僕は若い頃から写真に興味があって、親に写真機を買ってもらって写真を撮ったりしていて。それからまもなくフォトストーリーという写真に物語をつけるようなのが、ある程度女性雑誌なんかで流行って。そういう仕事がきたんですね。それからまもなくドキュメンタリー映画の脚本の仕事がきて、それからテレビの仕事をして。それと絵本の仕事がだいたい並行して入ってきた感じで。だから最初から映像と言葉の組み合わせというのには、すごく興味があってね。詩だけじゃなくて、それと絵とか写真がつくということで表現の範囲が広がるので。それをずっとやりたいなと思っていたので、絵本をどんどんやるようになっちゃったんですね。
桃太郎とか一寸法師とか、日本の伝統的な本じゃない絵本に興味があって。物語を書くのは苦手だったので、いわゆる認識絵本と言われるジャンルですね。最初にわりと意識して作ったのは、『コップ』(福音館書店)という写真絵本。あれはコップをいろいろな見方で、ただ水を飲む道具じゃないということを作った。ああいう形の絵本がわりと自分の得意分野だったんです。
─── そうすると、子どもに向けて・・・というよりは表現の一環として?
そうですね。もちろんある程度難しい漢字を使わないとか、子どもにわからないような言葉は使わないというのはあるけど。僕はあまり子どもに向けてということよりは、まず大人が面白がってくれなきゃ、子どもも面白くないだろうという感じですよね。
─── そんな谷川さんが最近関心を持たれているジャンルというのはありますか?
詩のメディアとして、つまり電子メディアとか紙もあるんだけど、何かちょっと違うものもしようかと思って。今、顕微鏡で読む詩というのと、電光掲示板で読む詩というのをやってるんですね。
─── 顕微鏡……!!
肉眼じゃ見えないんですよ。見るとちゃんと詩がね、立体的にエッチングというか、彫り込まれていて。ちょっとずつずらしながら読む。 まあ、これは遊びですけどね。
─── 詩というのを一つのテーマにして、それをどう読んでもらうかと考えるだけで、いくらでもアイデアが出てきそうですね。
そうね。もうiPadなんかだと文字も動かせるしね。いろいろなことができるし、映像も入れられるしね。
※実はこの取材の前の日に「Twitter」に谷川さんがご本人の言葉が初登場!「お仕事の流れで・・・」とおっしゃっていましたが、どんなジャンルやメディアについても瞬時にその特徴や役割を消化されているその姿勢に脱帽してしまうのでした。

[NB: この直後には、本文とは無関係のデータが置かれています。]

use thiserror::Error;

/// Result type for AZM operations
pub type Result<T> = std::result::Result<T, AzmError>;

/// Errors that can occur when talking to an AZM processor
#[derive(Error, Debug)]
pub enum AzmError {
    /// Connect, read or write failure on a socket
    #[error("Network error: {0}")]
    Network(#[from] std::io::Error),

    /// A frame could not be decoded or classified
    #[error("Protocol error: {0}")]
    Protocol(String),

    /// JSON serialization/deserialization error
    #[error("JSON error: {0}")]
    Json(#[from] serde_json::Error),

    /// No matching response arrived before the deadline
    #[error("Request timeout")]
    Timeout,

    /// The control connection dropped while the request was outstanding
    #[error("Connection lost")]
    ConnectionLost,

    /// The control connection is not ready for requests
    #[error("Not connected")]
    NotConnected,

    /// The device rejected the request
    #[error("Device error: {message}")]
    Device {
        /// Message reported by the device
        message: String,
    },

    /// Value does not match its format tag
    #[error("Invalid value: {0}")]
    InvalidValue(String),

    /// Rejected client configuration
    #[error("Invalid configuration: {0}")]
    Config(String),

    /// The client was shut down
    #[error("Client stopped")]
    Stopped,
}
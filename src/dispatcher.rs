//! Routes decoded frames from both channels.
//!
//! Values go to the cache first, then to subscribers, then to any request
//! waiting on them. Nothing in a payload can take the link down.

use tokio::sync::broadcast;
use tokio::time::Instant;

use crate::cache::ParameterCache;
use crate::pending::{PendingTable, Settled};
use crate::protocol::Message;
use crate::registry::SubscriptionRegistry;
use crate::transport::Link;
use crate::types::{DeviceError, ParamEntry};

pub(crate) struct Dispatcher {
    pub(crate) registry: SubscriptionRegistry,
    pub(crate) pending: PendingTable,
    cache: ParameterCache,
    errors: broadcast::Sender<DeviceError>,
}

impl Dispatcher {
    pub(crate) fn new(cache: ParameterCache, errors: broadcast::Sender<DeviceError>) -> Self {
        Self {
            registry: SubscriptionRegistry::new(),
            pending: PendingTable::new(),
            cache,
            errors,
        }
    }

    pub(crate) fn cache(&self) -> &ParameterCache {
        &self.cache
    }

    pub(crate) fn dispatch(&mut self, link: Link, message: Message, now: Instant) -> Settled {
        match message {
            Message::Update(entries) | Message::GetResp(entries) => {
                self.apply_values(link, entries, now)
            }
            Message::Response { id, error } => {
                if let Some(message) = &error {
                    tracing::warn!("Device rejected request {}: {}", id, message);
                }
                if let Some(settled) = self.pending.resolve_id(id, error.clone()) {
                    return settled;
                }
                // nobody waits for it anymore, e.g. the request already timed out
                match error {
                    Some(message) => {
                        let _ = self.errors.send(DeviceError {
                            message,
                            id: Some(id),
                        });
                    }
                    None => tracing::debug!("Dropping response for unknown request {}", id),
                }
                Settled::default()
            }
            Message::DeviceError(error) => {
                tracing::warn!("Error from AZM: {}", error.message);
                let _ = self.errors.send(error);
                Settled::default()
            }
            Message::Request(request) => {
                tracing::debug!(
                    "Dropping unexpected {} request from device",
                    request.method.as_str()
                );
                Settled::default()
            }
        }
    }

    fn apply_values(&mut self, link: Link, entries: Vec<ParamEntry>, now: Instant) -> Settled {
        let mut settled = Settled::default();

        for ParamEntry {
            param,
            format,
            value,
        } in entries
        {
            let Some(value) = value else {
                tracing::debug!("Ignoring {} entry without a value", param);
                continue;
            };

            if link == Link::Udp && !self.registry.accepts_meter(&param, format) {
                tracing::trace!("Discarding unsolicited meter value for {}", param);
                continue;
            }

            self.cache.write(&param, format, value.clone(), now);
            let delivered = self.registry.notify(&param, format, &value);
            tracing::trace!("{} = {} ({} subscribers)", param, value, delivered);

            let resolved = self.pending.resolve_value(&param, format, &value);
            settled.resolved += resolved.resolved;
            settled.keepalive_acked |= resolved.keepalive_acked;
        }

        settled
    }
}
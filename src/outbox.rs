//! Coalescing queue for outgoing requests.
//!
//! Consecutive requests of the same method are flushed together in array
//! form once the batch is full, a different method queues behind it, or the
//! coalescing window has passed. Flushes are spaced by a minimum interval.

use std::collections::VecDeque;
use std::time::Duration;
use tokio::sync::oneshot;
use tokio::time::Instant;

use crate::protocol::Method;
use crate::types::{ParamEntry, ParameterValue};

/// A queued request
#[derive(Debug)]
pub(crate) enum Outgoing {
    Sub(ParamEntry),
    Unsub(ParamEntry),
    Get {
        entry: ParamEntry,
        waiter: Option<oneshot::Sender<crate::Result<ParameterValue>>>,
    },
    Set {
        entry: ParamEntry,
        waiter: oneshot::Sender<crate::Result<()>>,
    },
    Bump {
        entry: ParamEntry,
        waiter: oneshot::Sender<crate::Result<()>>,
    },
    /// Marks the end of a replay; nothing goes on the wire
    Ready,
}

impl Outgoing {
    fn method(&self) -> Option<Method> {
        match self {
            Outgoing::Sub(_) => Some(Method::Sub),
            Outgoing::Unsub(_) => Some(Method::Unsub),
            Outgoing::Get { .. } => Some(Method::Get),
            Outgoing::Set { .. } => Some(Method::Set),
            Outgoing::Bump { .. } => Some(Method::Bmp),
            Outgoing::Ready => None,
        }
    }
}

/// What a flush produced
#[derive(Debug)]
pub(crate) enum Batch {
    Ready,
    Wire { method: Method, items: Vec<Outgoing> },
}

#[derive(Debug)]
struct Queued {
    item: Outgoing,
    queued_at: Instant,
}

#[derive(Debug)]
pub(crate) struct Outbox {
    queue: VecDeque<Queued>,
    window: Duration,
    max_batch: usize,
    min_interval: Duration,
    not_before: Option<Instant>,
}

impl Outbox {
    pub(crate) fn new(window: Duration, max_batch: usize, min_interval: Duration) -> Self {
        Self {
            queue: VecDeque::new(),
            window,
            max_batch: max_batch.max(1),
            min_interval,
            not_before: None,
        }
    }

    pub(crate) fn push(&mut self, item: Outgoing, now: Instant) {
        self.queue.push_back(Queued {
            item,
            queued_at: now,
        });
    }

    pub(crate) fn len(&self) -> usize {
        self.queue.len()
    }

    /// Hold every flush until `until`
    pub(crate) fn hold_until(&mut self, until: Instant) {
        self.not_before = Some(self.not_before.map_or(until, |gate| gate.max(until)));
    }

    /// When the next flush may happen, if anything is queued
    pub(crate) fn due_at(&self) -> Option<Instant> {
        let front = self.queue.front()?;

        let ready_at = match front.item.method() {
            None => front.queued_at,
            Some(method) => {
                let run = self.run_length(method);
                let closed = run >= self.max_batch || run < self.queue.len();
                if closed {
                    front.queued_at
                } else {
                    front.queued_at + self.window
                }
            }
        };

        Some(match self.not_before {
            Some(gate) => ready_at.max(gate),
            None => ready_at,
        })
    }

    /// Take the next batch off the queue
    pub(crate) fn pop_batch(&mut self, now: Instant) -> Option<Batch> {
        let method = match self.queue.front()?.item.method() {
            Some(method) => method,
            None => {
                self.queue.pop_front();
                return Some(Batch::Ready);
            }
        };

        let run = self.run_length(method);
        let items = self.queue.drain(..run).map(|q| q.item).collect();
        self.not_before = Some(now + self.min_interval);
        Some(Batch::Wire { method, items })
    }

    /// Empty the queue, e.g. on link loss
    pub(crate) fn drain(&mut self) -> Vec<Outgoing> {
        self.not_before = None;
        self.queue.drain(..).map(|q| q.item).collect()
    }

    fn run_length(&self, method: Method) -> usize {
        self.queue
            .iter()
            .take(self.max_batch)
            .take_while(|q| q.item.method() == Some(method))
            .count()
    }
}

#[cfg(test)]
mod tests {
    use super::*;
    use crate::types::FormatTag;

    const WINDOW: Duration = Duration::from_millis(50);
    const PACE: Duration = Duration::from_millis(20);

    fn sub(param: &str) -> Outgoing {
        Outgoing::Sub(ParamEntry::format_only(param, FormatTag::Val))
    }

    fn wire_len(batch: Batch) -> (Method, usize) {
        match batch {
            Batch::Wire { method, items } => (method, items.len()),
            Batch::Ready => panic!("expected a wire batch"),
        }
    }

    #[test]
    fn open_run_waits_for_the_window() {
        let mut outbox = Outbox::new(WINDOW, 8, PACE);
        let now = Instant::now();
        assert!(outbox.due_at().is_none());

        outbox.push(sub("ZoneGain_0"), now);
        outbox.push(sub("ZoneGain_1"), now + Duration::from_millis(10));
        assert_eq!(outbox.due_at(), Some(now + WINDOW));

        assert_eq!(wire_len(outbox.pop_batch(now + WINDOW).unwrap()), (Method::Sub, 2));
        assert_eq!(outbox.len(), 0);
    }

    #[test]
    fn full_batch_flushes_immediately_and_splits() {
        let mut outbox = Outbox::new(WINDOW, 3, PACE);
        let now = Instant::now();
        for i in 0..7 {
            outbox.push(sub(&format!("ZoneGain_{}", i)), now);
        }

        assert_eq!(outbox.due_at(), Some(now));
        assert_eq!(wire_len(outbox.pop_batch(now).unwrap()), (Method::Sub, 3));

        // pacing gate applies to the next batch
        assert_eq!(outbox.due_at(), Some(now + PACE));
        assert_eq!(wire_len(outbox.pop_batch(now + PACE).unwrap()), (Method::Sub, 3));
        // the leftover run is open again, so it waits out its window
        assert_eq!(outbox.due_at(), Some(now + WINDOW));
        assert_eq!(wire_len(outbox.pop_batch(now + WINDOW).unwrap()), (Method::Sub, 1));
    }

    #[test]
    fn method_change_closes_the_run_and_preserves_order() {
        let mut outbox = Outbox::new(WINDOW, 8, Duration::ZERO);
        let now = Instant::now();
        let (tx, _rx) = oneshot::channel();

        outbox.push(sub("ZoneGain_0"), now);
        outbox.push(
            Outgoing::Get {
                entry: ParamEntry::format_only("ZoneGain_0", FormatTag::Val),
                waiter: Some(tx),
            },
            now,
        );
        outbox.push(Outgoing::Ready, now);

        assert_eq!(outbox.due_at(), Some(now));
        assert_eq!(wire_len(outbox.pop_batch(now).unwrap()), (Method::Sub, 1));
        assert_eq!(wire_len(outbox.pop_batch(now).unwrap()), (Method::Get, 1));
        assert!(matches!(outbox.pop_batch(now), Some(Batch::Ready)));
        assert!(outbox.pop_batch(now).is_none());
    }

    #[test]
    fn hold_delays_everything() {
        let mut outbox = Outbox::new(WINDOW, 1, Duration::ZERO);
        let now = Instant::now();
        outbox.hold_until(now + Duration::from_millis(500));
        outbox.push(sub("ZoneGain_0"), now);
        assert_eq!(outbox.due_at(), Some(now + Duration::from_millis(500)));

        assert_eq!(outbox.drain().len(), 1);
        assert!(outbox.due_at().is_none());
    }
}
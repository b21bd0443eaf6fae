use std::time::Duration;

use crate::error::{AzmError, Result};
use crate::keepalive::DEVICE_INACTIVITY_TIMEOUT;

/// Default TCP control port
pub const DEFAULT_TCP_PORT: u16 = 5321;

/// Default UDP meter port
pub const DEFAULT_UDP_PORT: u16 = 3131;

/// Options for an [`AzmClient`](crate::AzmClient)
#[derive(Debug, Clone)]
pub struct ClientConfig {
    /// Device hostname or IP address
    pub host: String,
    /// TCP control port
    pub tcp_port: u16,
    /// Local UDP port meters are pushed to (0 picks a free one)
    pub udp_port: u16,
    /// Limit for establishing the TCP connection
    pub connect_timeout: Duration,
    /// Limit for a correlated reply
    pub request_timeout: Duration,
    /// How often pending requests are checked for expiry
    pub sweep_interval: Duration,
    /// Time between keep-alives; must stay below the device's 5 minute timeout
    pub keepalive_interval: Duration,
    /// Consecutive keep-alive timeouts that count as a dead link
    pub keepalive_max_misses: u32,
    /// How long same-method requests are coalesced before flushing
    pub batch_window: Duration,
    /// Most entries in one array-form request
    pub max_batch_size: usize,
    /// Minimum spacing between flushed batches
    pub min_batch_interval: Duration,
    /// First reconnect delay
    pub backoff_floor: Duration,
    /// Largest reconnect delay
    pub backoff_ceiling: Duration,
    /// Uptime after which the reconnect delay starts over from the floor
    pub stability_threshold: Duration,
    /// Pause after connecting before the first write
    pub settle_delay: Duration,
    /// Follow every new subscription with a `get` for its current value
    pub prime_on_subscribe: bool,
    /// Delay before rebinding a failed meter socket
    pub meter_rebind_delay: Duration,
}

impl Default for ClientConfig {
    fn default() -> Self {
        Self {
            host: "127.0.0.1".to_string(),
            tcp_port: DEFAULT_TCP_PORT,
            udp_port: DEFAULT_UDP_PORT,
            connect_timeout: Duration::from_secs(5),
            request_timeout: Duration::from_secs(10),
            sweep_interval: Duration::from_millis(250),
            keepalive_interval: Duration::from_secs(240),
            keepalive_max_misses: 2,
            batch_window: Duration::from_millis(50),
            max_batch_size: 32,
            min_batch_interval: Duration::from_millis(50),
            backoff_floor: Duration::from_secs(1),
            backoff_ceiling: Duration::from_secs(60),
            stability_threshold: Duration::from_secs(30),
            settle_delay: Duration::from_millis(500),
            prime_on_subscribe: true,
            meter_rebind_delay: Duration::from_secs(1),
        }
    }
}

impl ClientConfig {
    /// Defaults for the device at `host`
    pub fn new(host: impl Into<String>) -> Self {
        Self {
            host: host.into(),
            ..Self::default()
        }
    }

    /// Override both ports
    pub fn with_ports(mut self, tcp_port: u16, udp_port: u16) -> Self {
        self.tcp_port = tcp_port;
        self.udp_port = udp_port;
        self
    }

    pub fn validate(&self) -> Result<()> {
        if self.host.is_empty() {
            return Err(AzmError::Config("host cannot be empty".to_string()));
        }
        if self.tcp_port == 0 {
            return Err(AzmError::Config("TCP port cannot be zero".to_string()));
        }
        if self.keepalive_interval.is_zero()
            || self.keepalive_interval >= DEVICE_INACTIVITY_TIMEOUT
        {
            return Err(AzmError::Config(format!(
                "keep-alive interval must be between 0 and {:?}",
                DEVICE_INACTIVITY_TIMEOUT
            )));
        }
        if self.keepalive_max_misses == 0 {
            return Err(AzmError::Config("keep-alive miss limit must be at least 1".to_string()));
        }
        if self.request_timeout.is_zero() || self.sweep_interval.is_zero() {
            return Err(AzmError::Config(
                "request timeout and sweep interval must be greater than zero".to_string(),
            ));
        }
        if self.connect_timeout.is_zero() {
            return Err(AzmError::Config("connect timeout must be greater than zero".to_string()));
        }
        if self.max_batch_size == 0 {
            return Err(AzmError::Config("batch size must be at least 1".to_string()));
        }
        if self.backoff_floor.is_zero() || self.backoff_floor > self.backoff_ceiling {
            return Err(AzmError::Config(
                "backoff floor must be non-zero and not above the ceiling".to_string(),
            ));
        }
        Ok(())
    }
}

#[cfg(test)]
mod tests {
    use super::*;

    #[test]
    fn defaults_are_valid() {
        let config = ClientConfig::new("192.168.1.50");
        assert!(config.validate().is_ok());
        assert_eq!(config.tcp_port, 5321);
        assert_eq!(config.udp_port, 3131);
        assert_eq!(config.keepalive_interval, Duration::from_secs(240));
    }

    #[test]
    fn rejects_keepalive_at_device_timeout() {
        let config = ClientConfig {
            keepalive_interval: Duration::from_secs(300),
            ..ClientConfig::new("azm")
        };
        assert!(matches!(config.validate(), Err(AzmError::Config(_))));
    }

    #[test]
    fn rejects_inverted_backoff_and_empty_host() {
        let config = ClientConfig {
            backoff_floor: Duration::from_secs(10),
            backoff_ceiling: Duration::from_secs(5),
            ..ClientConfig::default()
        };
        assert!(config.validate().is_err());
        assert!(ClientConfig::new("").validate().is_err());
        assert!(ClientConfig::new("azm").with_ports(0, 3131).validate().is_err());
    }
}
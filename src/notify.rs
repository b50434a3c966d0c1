//! Completion notification delivery (`spec.md` §4.4 step g, §6).

use crate::handle::Notify;

/// Delivers the completion notification. Runs on the worker task, after
/// the request has already been unlinked from its queue and is otherwise
/// fully retired — matching the original's placement of this as the last
/// thing `cleanup()` does.
pub(crate) fn deliver(notify: &Notify) {
    match notify {
        Notify::None => {}
        Notify::Signal { signo, value } => deliver_signal(*signo, *value),
        Notify::Callback { func, value } => func(*value),
    }
}

/// Enqueues a realtime-style signal to the current process carrying
/// `value` as the `sigval`.
///
/// The reference implementation builds a raw `siginfo_t` with
/// `si_code = SI_ASYNCIO` via `SYS_rt_sigqueueinfo`, a code POSIX reserves
/// specifically for AIO completions. Rust's `libc` crate does not expose
/// safe field access into `siginfo_t`'s platform-specific union, so this
/// crate uses the portable `sigqueue(3)` wrapper instead: the signal and
/// `sigval` payload are delivered identically, but the handler will observe
/// `si_code == SI_QUEUE` rather than `SI_ASYNCIO`. Recorded as a deliberate
/// simplification in `DESIGN.md`.
fn deliver_signal(signo: i32, value: i32) {
    unsafe {
        let sigval = libc::sigval { sival_int: value };
        let rc = libc::sigqueue(libc::getpid(), signo, sigval);
        if rc != 0 {
            tracing::warn!(
                target: "aio::notify",
                signo,
                errno = std::io::Error::last_os_error().raw_os_error(),
                "failed to deliver aio completion signal"
            );
        }
    }
}
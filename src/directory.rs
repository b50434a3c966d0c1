//! The process-wide descriptor directory (`spec.md` §4.1, §4.2).
//!
//! Grounded on the original's `__aio_get_queue`/`__aio_unref_queue` and its
//! four-level `struct aio_queue *****map`: a sparse trie keyed on the file
//! descriptor, split 7/8/8/8 bits so a process with a handful of AIO-active
//! fds never allocates more than a handful of leaf nodes, while `fd` values
//! up into the millions still index cleanly. We trade the original's raw
//! pointer levels for `Box`-owned arrays behind one `RwLock`, since a
//! read-mostly trie guarded by a single reader/writer lock is simpler than,
//! and behaviorally equivalent to, recreating per-level locking in safe Rust.

use std::sync::atomic::{AtomicU32, AtomicUsize, Ordering};
use std::sync::Arc;

use parking_lot::{MutexGuard, RwLock, RwLockWriteGuard};

use crate::error::SubmitError;
use crate::queue::{Queue, QueueState};
use crate::signals::AllSignalsBlocked;

const L1_BITS: u32 = 7; // fd >> 24, a non-negative i32 so this is 0..128
const L2_BITS: u32 = 8;
const L3_BITS: u32 = 8;
const L4_BITS: u32 = 8;

const L1_LEN: usize = 1 << L1_BITS;
const L2_LEN: usize = 1 << L2_BITS;
const L3_LEN: usize = 1 << L3_BITS;
const L4_LEN: usize = 1 << L4_BITS;

type Level4 = [Option<Arc<Queue>>; L4_LEN];
type Level3 = [Option<Box<Level4>>; L3_LEN];
type Level2 = [Option<Box<Level3>>; L2_LEN];
type Level1 = [Option<Box<Level2>>; L1_LEN];

struct Trie {
    top: Level1,
}

impl Trie {
    fn empty() -> Self {
        Self { top: std::array::from_fn(|_| None) }
    }

    fn indices(fd: i32) -> (usize, usize, usize, usize) {
        let fd = fd as u32;
        let i1 = (fd >> (L2_BITS + L3_BITS + L4_BITS)) as usize & (L1_LEN - 1);
        let i2 = (fd >> (L3_BITS + L4_BITS)) as usize & (L2_LEN - 1);
        let i3 = (fd >> L4_BITS) as usize & (L3_LEN - 1);
        let i4 = fd as usize & (L4_LEN - 1);
        (i1, i2, i3, i4)
    }

    fn get(&self, fd: i32) -> Option<Arc<Queue>> {
        let (i1, i2, i3, i4) = Self::indices(fd);
        self.top[i1].as_ref()?[i2].as_ref()?[i3].as_ref()?[i4].clone()
    }

    fn insert(&mut self, fd: i32, queue: Arc<Queue>) {
        let (i1, i2, i3, i4) = Self::indices(fd);
        let l2 = self.top[i1].get_or_insert_with(|| Box::new(std::array::from_fn(|_| None)));
        let l3 = l2[i2].get_or_insert_with(|| Box::new(std::array::from_fn(|_| None)));
        let l4 = l3[i3].get_or_insert_with(|| Box::new(std::array::from_fn(|_| None)));
        l4[i4] = Some(queue);
    }

    fn remove(&mut self, fd: i32) {
        let (i1, i2, i3, i4) = Self::indices(fd);
        if let Some(l2) = self.top[i1].as_mut() {
            if let Some(l3) = l2[i2].as_mut() {
                if let Some(l4) = l3[i3].as_mut() {
                    l4[i4] = None;
                }
            }
        }
    }
}

static TRIE: RwLock<Option<Trie>> = RwLock::new(None);

/// Total number of queues currently registered, mirroring the original's
/// use of a live count to fast-path `close()` when no AIO is outstanding
/// anywhere in the process (`spec.md` §4.8).
static LIVE_QUEUE_COUNT: AtomicUsize = AtomicUsize::new(0);

/// Process-wide wakeup word for list-style waiters (the original's
/// `__aio_fut`), published whenever any request anywhere completes. `u32`
/// rather than `i32` because the `atomic-wait` futex wrapper only accepts
/// `AtomicU32`; this word only ever carries 0 or a non-zero sentinel, so
/// the signedness has no semantic meaning here anyway.
static GLOBAL_WAKEUP: AtomicU32 = AtomicU32::new(0);

pub(crate) fn global_wakeup_word() -> &'static AtomicU32 {
    &GLOBAL_WAKEUP
}

pub(crate) fn live_queue_count() -> usize {
    LIVE_QUEUE_COUNT.load(Ordering::SeqCst)
}

pub(crate) fn validate_fd(fd: i32) -> Result<(), SubmitError> {
    let rc = unsafe { libc::fcntl(fd, libc::F_GETFD) };
    if rc < 0 {
        return Err(SubmitError::BadFd);
    }
    Ok(())
}

/// Looks up (creating if necessary) the queue for `fd`, runs `f` with the
/// queue locked, and returns `f`'s result. Mirrors `__aio_get_queue`'s
/// "return with the queue mutex held" contract (`spec.md` §4.1) by keeping
/// the whole critical section inside this one call instead of handing a
/// live guard back across a function boundary.
pub(crate) fn acquire_and<R>(
    fd: i32,
    create: bool,
    f: impl FnOnce(&Arc<Queue>, &mut QueueState) -> R,
) -> Result<R, SubmitError> {
    let _signals = AllSignalsBlocked::enter();
    validate_fd(fd)?;

    if let Some(queue) = TRIE.read().as_ref().and_then(|t| t.get(fd)) {
        let mut state = queue.lock();
        return Ok(f(&queue, &mut state));
    }

    if !create {
        return Err(SubmitError::BadFd);
    }

    // Double-checked: someone may have raced us between the read-lock probe
    // above and taking the write lock below.
    let mut guard = TRIE.write();
    let trie = guard.get_or_insert_with(Trie::empty);
    if let Some(queue) = trie.get(fd) {
        drop(guard);
        let mut state = queue.lock();
        return Ok(f(&queue, &mut state));
    }

    let queue = Arc::new(Queue::new(fd));
    trie.insert(fd, queue.clone());
    LIVE_QUEUE_COUNT.fetch_add(1, Ordering::SeqCst);
    drop(guard);

    let mut state = queue.lock();
    Ok(f(&queue, &mut state))
}

/// Looks up an already-registered queue without creating one, for the
/// cancellation path (`spec.md` §4.6), which must not allocate a queue for
/// an fd that never submitted anything.
pub(crate) fn lookup(fd: i32) -> Option<Arc<Queue>> {
    TRIE.read().as_ref().and_then(|t| t.get(fd))
}

/// Drops one reference to `queue`, tearing it down and delisting it from
/// the trie if this was the last worker and the handle side has also let
/// go (`spec.md` §4.4 step f, mirroring `__aio_unref_queue`). Consumes the
/// queue's own lock guard since the decision of whether to delist requires
/// the ref count read under that same lock.
pub(crate) fn release(queue: &Arc<Queue>, mut state: MutexGuard<'_, QueueState>) {
    state.ref_count -= 1;
    if state.ref_count != 0 || !state.workers.is_empty() {
        return;
    }
    drop(state);

    let _signals = AllSignalsBlocked::enter();
    let mut guard = TRIE.write();
    if let Some(trie) = guard.as_mut() {
        // Re-check under the trie write lock: a concurrent submit could have
        // re-acquired this fd and bumped the ref count back up since we
        // dropped the queue lock above.
        let state = queue.lock();
        if state.ref_count == 0 && state.workers.is_empty() {
            drop(state);
            trie.remove(queue.fd);
            LIVE_QUEUE_COUNT.fetch_sub(1, Ordering::SeqCst);
        }
    }
}

thread_local! {
    // POSIX guarantees the prepare/parent/child triplet all run on the
    // forking thread, so a thread-local is a sound place to hand the write
    // guard from `pre_fork` to whichever of `post_fork_parent`/
    // `post_fork_child` runs next - no raw pointer games needed.
    static FORK_GUARD: std::cell::RefCell<Option<RwLockWriteGuard<'static, Option<Trie>>>> =
        const { std::cell::RefCell::new(None) };
}

/// Takes the directory's write lock across `fork()` (pre-fork hook), so the
/// child never observes a trie mid-mutation (`spec.md` §4.8).
pub(crate) fn pre_fork() {
    let guard = TRIE.write();
    FORK_GUARD.with(|cell| *cell.borrow_mut() = Some(guard));
}

/// Releases the lock taken by [`pre_fork`] in the parent process.
pub(crate) fn post_fork_parent() {
    FORK_GUARD.with(|cell| cell.borrow_mut().take());
}

/// Releases the lock taken by [`pre_fork`] in the child process and resets
/// all process-global AIO state, since every worker thread that might have
/// held it no longer exists post-fork. Any queues that existed pre-fork are
/// intentionally leaked: their lock state is unknowable in the child and
/// the original makes the same choice for the same reason.
pub(crate) fn post_fork_child() {
    FORK_GUARD.with(|cell| {
        if let Some(mut guard) = cell.borrow_mut().take() {
            *guard = None;
        }
    });
    LIVE_QUEUE_COUNT.store(0, Ordering::SeqCst);
    GLOBAL_WAKEUP.store(0, Ordering::SeqCst);
}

─── 最後に絵本ナビ読者に向けても一言お願いします!絵本をこんな風に読んだら面白いんじゃないか、とか・・・。
それは親の才能にかかってるんだけどね(笑)。
─── なるほど(笑)。
少なくとも、親のひざの上か何かに座らせて、絵本を同じ目線で読んでほしいと思うのね。時々前に子どもを置いて、向かい合って読み聞かせるお母さんもいるじゃない。親子でやる意味がないと思うんですよ。だからスキンシップぐるみで絵本を読んでくれると、絵も生きるし言葉も生きるっていう感じがしますね。
例えば毎晩2冊か3冊ずつ子どもに読んであげていたとしても、その読み方がすごく速くてまったく義務感みたいにしてバーッと読んで「おやすみなさい」っていうお母さんもいて。そういう読み方でいいのかなって思ったこともあります。
やっぱり親がまず楽しまないとね。
─── ありがとうございました!
<最後に・・・>
とても緊張しながらお伺いした“あの谷川俊太郎さん”のご自宅でしたが、気さくに対応してくださり貴重な時間を楽しく過ごすことができました。
この日お会いした谷川さんは日焼けされていて、とてもアクティブなイメージ!運動をされているのかとお伺いしたら「いや、全然僕はスポーツ音痴で、スポーツは体に悪いって思い込んでるから、スポーツはしたことないし見たこともほとんどないんですよ。今やってるのは呼吸法だけ。」とのお返事(笑)。それでも、どこにでも電車なんかでお一人で出かけられるらしく、フットワークは今も昔もとても軽いのだそうですよ。